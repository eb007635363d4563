//! HTTP API exposed to the browser client.

pub mod health;
pub mod predict;
pub mod token;

use std::sync::Arc;

use axum::routing::{get, post};
use axum::Router;

use crate::state::AppState;

/// Build the API router, mounted under `/api`.
pub fn router() -> Router<Arc<AppState>> {
    Router::new()
        .route("/token", post(token::token))
        .route("/predict", post(predict::predict))
        .route("/health", get(health::health))
}
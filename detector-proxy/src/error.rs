//! Error types for the detector proxy.

use axum::http::StatusCode;
use axum::response::{IntoResponse, Response};
use axum::Json;
use detector_common::{ErrorResponse, PredictErrorResponse, TokenErrorResponse, UpstreamStatus};
use serde_json::Value;

use crate::upstream::{UpstreamError, INVALID_RESPONSE, NETWORK_ERROR};

/// Details reported when the identity service gives no reason of its own.
const DEFAULT_TOKEN_DETAILS: &str = "Invalid API key";

/// Errors surfaced by the HTTP handlers.
#[derive(Debug, thiserror::Error)]
pub enum Error {
    #[error("{0}")]
    InvalidRequest(String),

    #[error("Token generation failed")]
    TokenFailed(#[source] UpstreamError),

    #[error("Prediction failed")]
    PredictionFailed(#[source] UpstreamError),
}

impl IntoResponse for Error {
    fn into_response(self) -> Response {
        let message = self.to_string();

        match self {
            Error::InvalidRequest(_) => (
                StatusCode::BAD_REQUEST,
                Json(ErrorResponse { error: message }),
            )
                .into_response(),
            Error::TokenFailed(upstream) => (
                StatusCode::INTERNAL_SERVER_ERROR,
                Json(TokenErrorResponse {
                    error: message,
                    details: token_details(&upstream),
                }),
            )
                .into_response(),
            Error::PredictionFailed(upstream) => (
                StatusCode::INTERNAL_SERVER_ERROR,
                Json(PredictErrorResponse {
                    error: message,
                    details: prediction_details(&upstream),
                    status: prediction_status(&upstream),
                }),
            )
                .into_response(),
        }
    }
}

/// `null`, `false`, `0` and `""` carry no usable detail.
fn is_blank(value: &Value) -> bool {
    match value {
        Value::Null => true,
        Value::Bool(b) => !b,
        Value::Number(n) => n.as_f64() == Some(0.0),
        Value::String(s) => s.is_empty(),
        Value::Array(_) | Value::Object(_) => false,
    }
}

/// The identity service's own `error` field, if it sent one.
fn token_details(err: &UpstreamError) -> Value {
    err.body()
        .and_then(|body| body.get("error"))
        .filter(|detail| !is_blank(detail))
        .cloned()
        .unwrap_or_else(|| Value::from(DEFAULT_TOKEN_DETAILS))
}

fn prediction_details(err: &UpstreamError) -> Value {
    match err {
        UpstreamError::Status { status, body } if is_blank(body) => {
            Value::from(format!("Request failed with status code {}", status))
        }
        UpstreamError::Status { body, .. } => body.clone(),
        UpstreamError::Transport(message) | UpstreamError::InvalidResponse(message) => {
            Value::from(message.as_str())
        }
    }
}

fn prediction_status(err: &UpstreamError) -> UpstreamStatus {
    match err {
        UpstreamError::Status { status, .. } => UpstreamStatus::Code(*status),
        UpstreamError::Transport(_) => UpstreamStatus::Reason(NETWORK_ERROR.to_string()),
        UpstreamError::InvalidResponse(_) => UpstreamStatus::Reason(INVALID_RESPONSE.to_string()),
    }
}

pub type Result<T> = std::result::Result<T, Error>;

#[cfg(test)]
mod tests {
    use super::*;
    use axum::body::to_bytes;
    use serde_json::json;

    async fn render(err: Error) -> (StatusCode, Value) {
        let response = err.into_response();
        let status = response.status();
        let bytes = to_bytes(response.into_body(), usize::MAX).await.unwrap();
        (status, serde_json::from_slice(&bytes).unwrap())
    }

    #[tokio::test]
    async fn test_invalid_request_is_400() {
        let (status, body) =
            render(Error::InvalidRequest("Token and text are required".into())).await;
        assert_eq!(status, StatusCode::BAD_REQUEST);
        assert_eq!(body, json!({"error": "Token and text are required"}));
    }

    #[tokio::test]
    async fn test_token_failure_uses_upstream_error_field() {
        let err = Error::TokenFailed(UpstreamError::Status {
            status: 400,
            body: json!({"errorCode": "BXNIM0415E", "error": "Provided API key could not be found"}),
        });
        let (status, body) = render(err).await;
        assert_eq!(status, StatusCode::INTERNAL_SERVER_ERROR);
        assert_eq!(body["error"], json!("Token generation failed"));
        assert_eq!(body["details"], json!("Provided API key could not be found"));
    }

    #[tokio::test]
    async fn test_token_failure_with_blank_upstream_reason() {
        for blank in [json!(""), json!(null), json!(false), json!(0)] {
            let err = Error::TokenFailed(UpstreamError::Status {
                status: 400,
                body: json!({"errorCode": "BXNIM0415E", "error": blank}),
            });
            let (_, body) = render(err).await;
            assert_eq!(body["details"], json!("Invalid API key"));
        }
    }

    #[tokio::test]
    async fn test_prediction_failure_with_blank_body() {
        let err = Error::PredictionFailed(UpstreamError::Status {
            status: 502,
            body: json!(""),
        });
        let (_, body) = render(err).await;
        assert_eq!(body["status"], json!(502));
        assert_eq!(body["details"], json!("Request failed with status code 502"));
    }

    #[tokio::test]
    async fn test_token_failure_without_upstream_reason() {
        let err = Error::TokenFailed(UpstreamError::Transport("connection refused".into()));
        let (_, body) = render(err).await;
        assert_eq!(body["details"], json!("Invalid API key"));
    }

    #[tokio::test]
    async fn test_prediction_failure_with_status() {
        let err = Error::PredictionFailed(UpstreamError::Status {
            status: 401,
            body: json!({"errors": [{"code": "authentication_token_expired"}]}),
        });
        let (status, body) = render(err).await;
        assert_eq!(status, StatusCode::INTERNAL_SERVER_ERROR);
        assert_eq!(body["error"], json!("Prediction failed"));
        assert_eq!(body["status"], json!(401));
        assert_eq!(body["details"]["errors"][0]["code"], json!("authentication_token_expired"));
    }

    #[tokio::test]
    async fn test_prediction_failure_without_response() {
        let err = Error::PredictionFailed(UpstreamError::Transport(
            "timeout of 30000ms exceeded".into(),
        ));
        let (_, body) = render(err).await;
        assert_eq!(body["status"], json!("Network Error"));
        assert_eq!(body["details"], json!("timeout of 30000ms exceeded"));
    }

    #[tokio::test]
    async fn test_prediction_failure_invalid_body() {
        let err = Error::PredictionFailed(UpstreamError::InvalidResponse(
            "response contains no predictions".into(),
        ));
        let (_, body) = render(err).await;
        assert_eq!(body["status"], json!("Invalid Response"));
    }
}
//! Watson ML scoring payloads (the upstream wire format).

use serde::{Deserialize, Serialize};
use serde_json::Value;

/// Column names of the single-row table sent for scoring.
pub const SCORING_FIELDS: [&str; 4] = ["sr.no", "text", "source", "label_name"];

/// Body of a scoring request: a list of input tables.
#[derive(Debug, Clone, Serialize, Deserialize)]
pub struct ScoringRequest {
    pub input_data: Vec<InputData>,
}

/// One input table: column names plus rows of values.
#[derive(Debug, Clone, Serialize, Deserialize)]
pub struct InputData {
    pub fields: Vec<String>,
    pub values: Vec<Vec<Value>>,
}

impl ScoringRequest {
    /// Build the one-row table used to classify a whole paragraph.
    pub fn single_text(text: &str) -> Self {
        Self {
            input_data: vec![InputData {
                fields: SCORING_FIELDS.iter().map(|f| f.to_string()).collect(),
                values: vec![vec![
                    Value::from(1),
                    Value::from(text),
                    Value::from("user"),
                    Value::from("unknown"),
                ]],
            }],
        }
    }
}

/// Body of a successful scoring response.
///
/// Rows are kept as raw JSON values because each row mixes a label with a
/// probability vector; interpretation happens in the proxy.
#[derive(Debug, Clone, Serialize, Deserialize)]
pub struct ScoringResponse {
    #[serde(default)]
    pub predictions: Vec<Prediction>,
}

#[derive(Debug, Clone, Serialize, Deserialize)]
pub struct Prediction {
    #[serde(default)]
    pub fields: Option<Vec<String>>,
    #[serde(default)]
    pub values: Vec<Vec<Value>>,
}
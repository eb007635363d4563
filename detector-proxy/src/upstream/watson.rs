//! Watson ML implementation of the upstream service.

use std::time::Duration;

use async_trait::async_trait;
use detector_common::{ScoringRequest, ScoringResponse};
use reqwest::header::ACCEPT;
use reqwest::{Client, Response};
use serde_json::Value;

use super::{InferenceService, UpstreamError};
use crate::config::WatsonConfig;

/// Grant type for exchanging an IBM Cloud API key.
const APIKEY_GRANT_TYPE: &str = "urn:ibm:params:oauth:grant-type:apikey";

/// Watson ML client.
///
/// Talks to the IAM token endpoint and to one scoring endpoint.
pub struct WatsonClient {
    http_client: Client,
    token_url: String,
    scoring_url: String,
    token_timeout: Duration,
    predict_timeout: Duration,
}

impl WatsonClient {
    pub fn new(config: &WatsonConfig) -> Self {
        Self {
            http_client: Client::new(),
            token_url: config.token_url.clone(),
            scoring_url: config.scoring_url.clone(),
            token_timeout: config.token_timeout,
            predict_timeout: config.predict_timeout,
        }
    }
}

#[async_trait]
impl InferenceService for WatsonClient {
    async fn request_token(&self, api_key: &str) -> Result<Value, UpstreamError> {
        tracing::debug!("Requesting IAM token from {}", self.token_url);

        let response = self
            .http_client
            .post(&self.token_url)
            .header(ACCEPT, "application/json")
            .form(&[("grant_type", APIKEY_GRANT_TYPE), ("apikey", api_key)])
            .timeout(self.token_timeout)
            .send()
            .await
            .map_err(|e| transport_error(e, self.token_timeout))?;

        let response = ensure_success(response).await?;

        response
            .json()
            .await
            .map_err(|e| UpstreamError::InvalidResponse(e.to_string()))
    }

    async fn score(&self, token: &str, text: &str) -> Result<ScoringResponse, UpstreamError> {
        let request = ScoringRequest::single_text(text);

        tracing::debug!("Sending scoring request to {}", self.scoring_url);

        let response = self
            .http_client
            .post(&self.scoring_url)
            .bearer_auth(token)
            .header(ACCEPT, "application/json")
            .json(&request)
            .timeout(self.predict_timeout)
            .send()
            .await
            .map_err(|e| transport_error(e, self.predict_timeout))?;

        let response = ensure_success(response).await?;

        response
            .json()
            .await
            .map_err(|e| UpstreamError::InvalidResponse(e.to_string()))
    }
}

/// Turn a non-2xx response into `UpstreamError::Status`, keeping its body.
async fn ensure_success(response: Response) -> Result<Response, UpstreamError> {
    let status = response.status();
    if status.is_success() {
        return Ok(response);
    }

    let text = response.text().await.unwrap_or_default();
    Err(UpstreamError::Status {
        status: status.as_u16(),
        body: parse_body(status.as_u16(), text),
    })
}

/// Error bodies are JSON when the upstream behaves, raw text otherwise.
/// An empty body is replaced by a message naming the status.
fn parse_body(status: u16, text: String) -> Value {
    if text.trim().is_empty() {
        return Value::String(format!("Request failed with status code {}", status));
    }
    serde_json::from_str(&text).unwrap_or(Value::String(text))
}

fn transport_error(err: reqwest::Error, timeout: Duration) -> UpstreamError {
    if err.is_timeout() {
        UpstreamError::Transport(format!("timeout of {}ms exceeded", timeout.as_millis()))
    } else {
        UpstreamError::Transport(err.to_string())
    }
}
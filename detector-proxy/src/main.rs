//! AI Detector Proxy - entry point.

use std::env;
use std::sync::Arc;

use detector_proxy::logging::{self, mask_key};
use detector_proxy::{app, AppState, Config};
use tokio::net::TcpListener;

const VERSION: &str = env!("CARGO_PKG_VERSION");

fn print_version() {
    println!("ai-detector-proxy {}", VERSION);
}

#[tokio::main]
async fn main() -> Result<(), Box<dyn std::error::Error>> {
    // Handle --version / -V
    let args: Vec<String> = env::args().collect();
    if args.iter().any(|a| a == "--version" || a == "-V") {
        print_version();
        return Ok(());
    }

    // A missing .env is normal outside development
    let dotenv = dotenvy::dotenv();

    logging::init();

    if let Err(e) = dotenv {
        tracing::debug!("No .env file loaded: {}", e);
    }

    tracing::info!("AI Detector Proxy starting (v{})", VERSION);

    // Load configuration; nothing binds until this succeeds
    let config = Config::load().map_err(|e| {
        tracing::error!("Failed to load configuration: {}", e);
        format!(
            "Failed to load configuration: {}. \
             Set IBM_API_KEY, WATSON_ML_URL and IAM_TOKEN_URL in the environment or a .env file.",
            e
        )
    })?;

    tracing::info!("API key loaded: {}", mask_key(&config.watson.api_key));
    tracing::info!("CORS origins: {}", config.cors_origins.join(", "));

    let addr = format!("{}:{}", config.server.host, config.server.port);
    let port = config.server.port;

    let state = Arc::new(AppState::from_config(config));
    let app = app(state);

    let listener = TcpListener::bind(&addr).await?;
    tracing::info!("Proxy server listening on {}", addr);
    tracing::info!("Token endpoint: http://localhost:{}/api/token", port);
    tracing::info!("Predict endpoint: http://localhost:{}/api/predict", port);
    tracing::info!("Health check: http://localhost:{}/api/health", port);

    axum::serve(listener, app)
        .with_graceful_shutdown(shutdown_signal())
        .await?;

    tracing::info!("Proxy server stopped");
    Ok(())
}

async fn shutdown_signal() {
    match tokio::signal::ctrl_c().await {
        Ok(()) => tracing::info!("Shutdown signal received"),
        Err(e) => tracing::error!("Failed to listen for shutdown signal: {}", e),
    }
}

----------

Copy every line of the data where "ScoringResponse" is found.

pub struct ScoringResponse {
use detector_common::{ScoringRequest, ScoringResponse};
    async fn score(&self, token: &str, text: &str) -> Result<ScoringResponse, UpstreamError> {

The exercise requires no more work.